[Work task] Write out exactly the lines from the one containing "Minimum relative velocity (km/s)" through the last line of the records below, including both.
----- Given entries -----
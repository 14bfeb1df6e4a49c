//! Borrowed handles into a linked dataset
//!
//! A handle pairs a dataset reference with an id. It derefs to the entity
//! and navigates the links in either direction.

use std::fmt;
use std::ops::{Deref, Range};
use std::slice;

use crate::model::{ApproachView, CloseApproach, NearEarthObject};

use super::database::{ApproachId, NeoDatabase, NeoId};

/// An NEO inside a [`NeoDatabase`]
#[derive(Clone, Copy)]
pub struct NeoRef<'a> {
    db: &'a NeoDatabase,
    id: NeoId,
}

impl<'a> NeoRef<'a> {
    pub(super) fn new(db: &'a NeoDatabase, id: NeoId) -> Self {
        Self { db, id }
    }

    /// Id of this NEO; equal ids mean the same NEO
    pub fn id(&self) -> NeoId {
        self.id
    }

    /// The entity, borrowed for the dataset lifetime
    pub fn get(&self) -> &'a NearEarthObject {
        &self.db.neos[self.id.0]
    }

    /// This NEO's close approaches, in ingestion order
    pub fn approaches(&self) -> LinkedApproaches<'a> {
        LinkedApproaches {
            db: self.db,
            ids: self.db.neo_approaches[self.id.0].iter(),
        }
    }
}

impl Deref for NeoRef<'_> {
    type Target = NearEarthObject;

    fn deref(&self) -> &NearEarthObject {
        self.get()
    }
}

impl PartialEq for NeoRef<'_> {
    fn eq(&self, other: &Self) -> bool {
        std::ptr::eq(self.db, other.db) && self.id == other.id
    }
}

impl Eq for NeoRef<'_> {}

impl fmt::Debug for NeoRef<'_> {
    fn fmt(&self, f: &mut fmt::Formatter<'_>) -> fmt::Result {
        f.debug_struct("NeoRef")
            .field("id", &self.id)
            .field("neo", self.get())
            .finish()
    }
}

impl fmt::Display for NeoRef<'_> {
    fn fmt(&self, f: &mut fmt::Formatter<'_>) -> fmt::Result {
        fmt::Display::fmt(self.get(), f)
    }
}

/// A close approach inside a [`NeoDatabase`]
#[derive(Clone, Copy)]
pub struct ApproachRef<'a> {
    db: &'a NeoDatabase,
    id: ApproachId,
}

impl<'a> ApproachRef<'a> {
    pub(super) fn new(db: &'a NeoDatabase, id: ApproachId) -> Self {
        Self { db, id }
    }

    /// Id of this approach
    pub fn id(&self) -> ApproachId {
        self.id
    }

    /// The entity, borrowed for the dataset lifetime
    pub fn get(&self) -> &'a CloseApproach {
        &self.db.approaches[self.id.0]
    }

    /// The NEO this approach belongs to; `None` if its designation matched no NEO
    pub fn neo(&self) -> Option<NeoRef<'a>> {
        self.db.approach_neo[self.id.0].map(|id| NeoRef::new(self.db, id))
    }

    /// Serialized view for exporters
    pub fn to_view(&self) -> ApproachView {
        ApproachView::new(self.get(), self.neo().map(|neo| neo.get()))
    }
}

impl Deref for ApproachRef<'_> {
    type Target = CloseApproach;

    fn deref(&self) -> &CloseApproach {
        self.get()
    }
}

impl PartialEq for ApproachRef<'_> {
    fn eq(&self, other: &Self) -> bool {
        std::ptr::eq(self.db, other.db) && self.id == other.id
    }
}

impl Eq for ApproachRef<'_> {}

impl fmt::Debug for ApproachRef<'_> {
    fn fmt(&self, f: &mut fmt::Formatter<'_>) -> fmt::Result {
        f.debug_struct("ApproachRef")
            .field("id", &self.id)
            .field("approach", self.get())
            .field("neo", &self.db.approach_neo[self.id.0])
            .finish()
    }
}

impl fmt::Display for ApproachRef<'_> {
    fn fmt(&self, f: &mut fmt::Formatter<'_>) -> fmt::Result {
        let name = match self.neo() {
            Some(neo) => neo.full_name(),
            None => self.designation_ref().to_string(),
        };
        write!(
            f,
            "On {}, '{}' approaches Earth at a distance of {:.2} au and a velocity of {:.2} km/s.",
            self.time_str(),
            name,
            self.distance(),
            self.velocity()
        )
    }
}

/// Iterator over every NEO of a dataset
#[derive(Clone)]
pub struct Neos<'a> {
    db: &'a NeoDatabase,
    ids: Range<usize>,
}

impl<'a> Neos<'a> {
    pub(super) fn new(db: &'a NeoDatabase) -> Self {
        Self {
            db,
            ids: 0..db.neos.len(),
        }
    }
}

impl<'a> Iterator for Neos<'a> {
    type Item = NeoRef<'a>;

    fn next(&mut self) -> Option<NeoRef<'a>> {
        self.ids.next().map(|i| NeoRef::new(self.db, NeoId(i)))
    }

    fn size_hint(&self) -> (usize, Option<usize>) {
        self.ids.size_hint()
    }
}

impl ExactSizeIterator for Neos<'_> {}

/// Iterator over every close approach of a dataset
#[derive(Clone)]
pub struct Approaches<'a> {
    db: &'a NeoDatabase,
    ids: Range<usize>,
}

impl<'a> Approaches<'a> {
    pub(super) fn new(db: &'a NeoDatabase) -> Self {
        Self {
            db,
            ids: 0..db.approaches.len(),
        }
    }
}

impl<'a> Iterator for Approaches<'a> {
    type Item = ApproachRef<'a>;

    fn next(&mut self) -> Option<ApproachRef<'a>> {
        self.ids.next().map(|i| ApproachRef::new(self.db, ApproachId(i)))
    }

    fn size_hint(&self) -> (usize, Option<usize>) {
        self.ids.size_hint()
    }
}

impl ExactSizeIterator for Approaches<'_> {}

/// Iterator over the close approaches linked to one NEO
#[derive(Clone)]
pub struct LinkedApproaches<'a> {
    db: &'a NeoDatabase,
    ids: slice::Iter<'a, ApproachId>,
}

impl<'a> Iterator for LinkedApproaches<'a> {
    type Item = ApproachRef<'a>;

    fn next(&mut self) -> Option<ApproachRef<'a>> {
        self.ids.next().map(|id| ApproachRef::new(self.db, *id))
    }

    fn size_hint(&self) -> (usize, Option<usize>) {
        self.ids.size_hint()
    }
}

impl ExactSizeIterator for LinkedApproaches<'_> {}
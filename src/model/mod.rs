//! Entity model for near-earth objects and their close approaches
//!
//! Entities are plain data. Construction normalizes raw loader records:
//! - empty name → `None`
//! - empty diameter / distance / velocity → `f64::NAN`
//! - empty or `N` hazard flag → `false`
//! - empty approach time → `None`
//!
//! Cross references between the two kinds are held by the dataset
//! ([`crate::index::NeoDatabase`]), not by the entities.

mod approach;
mod errors;
mod neo;
mod view;

pub use approach::{ApproachRecord, CloseApproach};
pub use errors::{ModelError, ModelErrorCode, ModelResult};
pub use neo::{NearEarthObject, NeoRecord};
pub use view::{ApproachView, NeoView, CSV_HEADER};
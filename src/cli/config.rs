//! Configuration file handling
//!
//! JSON object, every key optional:
//!
//! ```text
//! {"neo_path": "data/neos.csv", "cad_path": "data/cad.json",
//!  "log_level": "warn", "default_limit": 10}
//! ```

use std::fs;
use std::path::{Path, PathBuf};

use serde::{Deserialize, Serialize};

use crate::observability::{log_event_with_fields, Event, Severity};

use super::errors::{CliError, CliResult};

/// Configuration file structure
#[derive(Debug, Clone, PartialEq, Serialize, Deserialize)]
#[serde(deny_unknown_fields)]
pub struct Config {
    /// NEO CSV file
    #[serde(default = "default_neo_path")]
    pub neo_path: PathBuf,

    /// Close approach JSON file
    #[serde(default = "default_cad_path")]
    pub cad_path: PathBuf,

    /// Minimum log severity: trace, info, warn, error, fatal
    #[serde(default = "default_log_level")]
    pub log_level: String,

    /// Result cap for `query` when `--limit` is not given
    #[serde(default)]
    pub default_limit: Option<usize>,
}

fn default_neo_path() -> PathBuf {
    PathBuf::from("data/neos.csv")
}
fn default_cad_path() -> PathBuf {
    PathBuf::from("data/cad.json")
}
fn default_log_level() -> String {
    "warn".to_string()
}

impl Default for Config {
    fn default() -> Self {
        Self {
            neo_path: default_neo_path(),
            cad_path: default_cad_path(),
            log_level: default_log_level(),
            default_limit: None,
        }
    }
}

impl Config {
    /// Load configuration from file
    pub fn load(path: &Path) -> CliResult<Self> {
        let content = fs::read_to_string(path)
            .map_err(|e| CliError::config_error(format!("Failed to read config: {}", e)))?;

        let config = Self::from_json(&content)?;

        let shown = path.display().to_string();
        log_event_with_fields(Event::ConfigLoaded, &[("path", shown.as_str())]);

        Ok(config)
    }

    /// Parse and validate configuration JSON
    pub fn from_json(content: &str) -> CliResult<Self> {
        let config: Config = serde_json::from_str(content)
            .map_err(|e| CliError::config_error(format!("Invalid config JSON: {}", e)))?;

        config.validate()?;

        Ok(config)
    }

    fn validate(&self) -> CliResult<()> {
        if Severity::parse(&self.log_level).is_none() {
            return Err(CliError::config_error(format!(
                "Invalid log_level: '{}'. Must be one of trace, info, warn, error, fatal.",
                self.log_level
            )));
        }

        if self.neo_path.as_os_str().is_empty() || self.cad_path.as_os_str().is_empty() {
            return Err(CliError::config_error("neo_path and cad_path must not be empty"));
        }

        Ok(())
    }

    /// Minimum log severity
    pub fn severity(&self) -> Severity {
        Severity::parse(&self.log_level).unwrap_or(Severity::Warn)
    }
}

#[cfg(test)]
mod tests {
    use super::*;

    #[test]
    fn test_empty_object_uses_defaults() {
        let config = Config::from_json("{}").unwrap();
        assert_eq!(config, Config::default());
        assert_eq!(config.severity(), Severity::Warn);
    }

    #[test]
    fn test_full_config() {
        let config = Config::from_json(
            r#"{"neo_path": "n.csv", "cad_path": "c.json", "log_level": "info", "default_limit": 10}"#,
        )
        .unwrap();
        assert_eq!(config.neo_path, PathBuf::from("n.csv"));
        assert_eq!(config.cad_path, PathBuf::from("c.json"));
        assert_eq!(config.severity(), Severity::Info);
        assert_eq!(config.default_limit, Some(10));
    }

    #[test]
    fn test_invalid_log_level() {
        let err = Config::from_json(r#"{"log_level": "loud"}"#).unwrap_err();
        assert!(err.message().contains("Invalid log_level"));
    }

    #[test]
    fn test_unknown_key_rejected() {
        assert!(Config::from_json(r#"{"neos": "x.csv"}"#).is_err());
    }

    #[test]
    fn test_empty_path_rejected() {
        assert!(Config::from_json(r#"{"neo_path": ""}"#).is_err());
    }

    #[test]
    fn test_missing_file() {
        let err = Config::load(Path::new("/nonexistent/neodb.json")).unwrap_err();
        assert_eq!(err.code_str(), "NEO_CLI_CONFIG_ERROR");
    }
}
//! CLI argument definitions using clap
//!
//! Commands:
//! - neodb inspect (--pdes <designation> | --name <name>) [--verbose]
//! - neodb query [filters...] [--limit <n>] [--outfile <path>]

use std::path::PathBuf;

use chrono::NaiveDate;
use clap::{Args, Parser, Subcommand};

use crate::filters::QueryOptions;
use crate::timefmt::parse_date;

/// neodb - Explore near-earth objects and their close approaches
#[derive(Parser, Debug)]
#[command(name = "neodb")]
#[command(version, about, long_about = None)]
pub struct Cli {
    /// Path to configuration file
    #[arg(long, global = true)]
    pub config: Option<PathBuf>,

    /// NEO CSV file, overrides the config
    #[arg(long, global = true)]
    pub neofile: Option<PathBuf>,

    /// Close approach JSON file, overrides the config
    #[arg(long, global = true)]
    pub cadfile: Option<PathBuf>,

    #[command(subcommand)]
    pub command: Command,
}

#[derive(Subcommand, Debug)]
pub enum Command {
    /// Look up a single NEO by designation or name
    Inspect(InspectArgs),

    /// Query close approaches matching every given criterion
    Query(QueryArgs),
}

#[derive(Args, Debug, Clone, Default)]
pub struct InspectArgs {
    /// Primary designation, exact match
    #[arg(short = 'p', long, conflicts_with = "name", required_unless_present = "name")]
    pub pdes: Option<String>,

    /// IAU name, exact match
    #[arg(short = 'n', long)]
    pub name: Option<String>,

    /// Also list every close approach of the NEO
    #[arg(short, long)]
    pub verbose: bool,
}

#[derive(Args, Debug, Clone, Default)]
pub struct QueryArgs {
    /// Approaches on this date (YYYY-MM-DD)
    #[arg(short, long, value_parser = parse_date_arg)]
    pub date: Option<NaiveDate>,

    /// Approaches on or after this date (YYYY-MM-DD)
    #[arg(short, long, value_parser = parse_date_arg)]
    pub start_date: Option<NaiveDate>,

    /// Approaches on or before this date (YYYY-MM-DD)
    #[arg(short, long, value_parser = parse_date_arg)]
    pub end_date: Option<NaiveDate>,

    /// Minimum approach distance (au)
    #[arg(long)]
    pub min_distance: Option<f64>,

    /// Maximum approach distance (au)
    #[arg(long)]
    pub max_distance: Option<f64>,

    /// Minimum relative velocity (km/s)
    #[arg(long)]
    pub min_velocity: Option<f64>,

    /// Maximum relative velocity (km/s)
    #[arg(long)]
    pub max_velocity: Option<f64>,

    /// Minimum NEO diameter (km)
    #[arg(long)]
    pub min_diameter: Option<f64>,

    /// Maximum NEO diameter (km)
    #[arg(long)]
    pub max_diameter: Option<f64>,

    /// Only potentially hazardous NEOs
    #[arg(long, conflicts_with = "not_hazardous")]
    pub hazardous: bool,

    /// Only NEOs not flagged as potentially hazardous
    #[arg(long)]
    pub not_hazardous: bool,

    /// Maximum number of results; 0 means unlimited
    #[arg(short, long)]
    pub limit: Option<usize>,

    /// Write results to a .csv or .json file instead of stdout
    #[arg(short, long)]
    pub outfile: Option<PathBuf>,
}

impl QueryArgs {
    /// Converts the flags into filter options
    pub fn to_options(&self) -> QueryOptions {
        let hazardous = match (self.hazardous, self.not_hazardous) {
            (true, _) => Some(true),
            (false, true) => Some(false),
            (false, false) => None,
        };

        QueryOptions {
            date: self.date,
            start_date: self.start_date,
            end_date: self.end_date,
            distance_min: self.min_distance,
            distance_max: self.max_distance,
            velocity_min: self.min_velocity,
            velocity_max: self.max_velocity,
            diameter_min: self.min_diameter,
            diameter_max: self.max_diameter,
            hazardous,
        }
    }
}

fn parse_date_arg(value: &str) -> Result<NaiveDate, String> {
    parse_date(value).ok_or_else(|| format!("'{}' is not a YYYY-MM-DD date", value))
}

impl Cli {
    /// Parse command line arguments
    pub fn parse_args() -> Self {
        Cli::parse()
    }
}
-----
[Output for this task]
    /// Minimum relative velocity (km/s)
    #[arg(long)]
    pub min_velocity: Option<f64>,

    /// Maximum relative velocity (km/s)
    #[arg(long)]
    pub max_velocity: Option<f64>,

    /// Minimum NEO diameter (km)
    #[arg(long)]
    pub min_diameter: Option<f64>,

    /// Maximum NEO diameter (km)
    #[arg(long)]
    pub max_diameter: Option<f64>,

    /// Only potentially hazardous NEOs
    #[arg(long, conflicts_with = "not_hazardous")]
    pub hazardous: bool,

    /// Only NEOs not flagged as potentially hazardous
    #[arg(long)]
    pub not_hazardous: bool,

    /// Maximum number of results; 0 means unlimited
    #[arg(short, long)]
    pub limit: Option<usize>,

    /// Write results to a .csv or .json file instead of stdout
    #[arg(short, long)]
    pub outfile: Option<PathBuf>,
}

impl QueryArgs {
    /// Converts the flags into filter options
    pub fn to_options(&self) -> QueryOptions {
        let hazardous = match (self.hazardous, self.not_hazardous) {
            (true, _) => Some(true),
            (false, true) => Some(false),
            (false, false) => None,
        };

        QueryOptions {
            date: self.date,
            start_date: self.start_date,
            end_date: self.end_date,
            distance_min: self.min_distance,
            distance_max: self.max_distance,
            velocity_min: self.min_velocity,
            velocity_max: self.max_velocity,
            diameter_min: self.min_diameter,
            diameter_max: self.max_diameter,
            hazardous,
        }
    }
}

fn parse_date_arg(value: &str) -> Result<NaiveDate, String> {
    parse_date(value).ok_or_else(|| format!("'{}' is not a YYYY-MM-DD date", value))
}

impl Cli {
    /// Parse command line arguments
    pub fn parse_args() -> Self {
        Cli::parse()
    }
}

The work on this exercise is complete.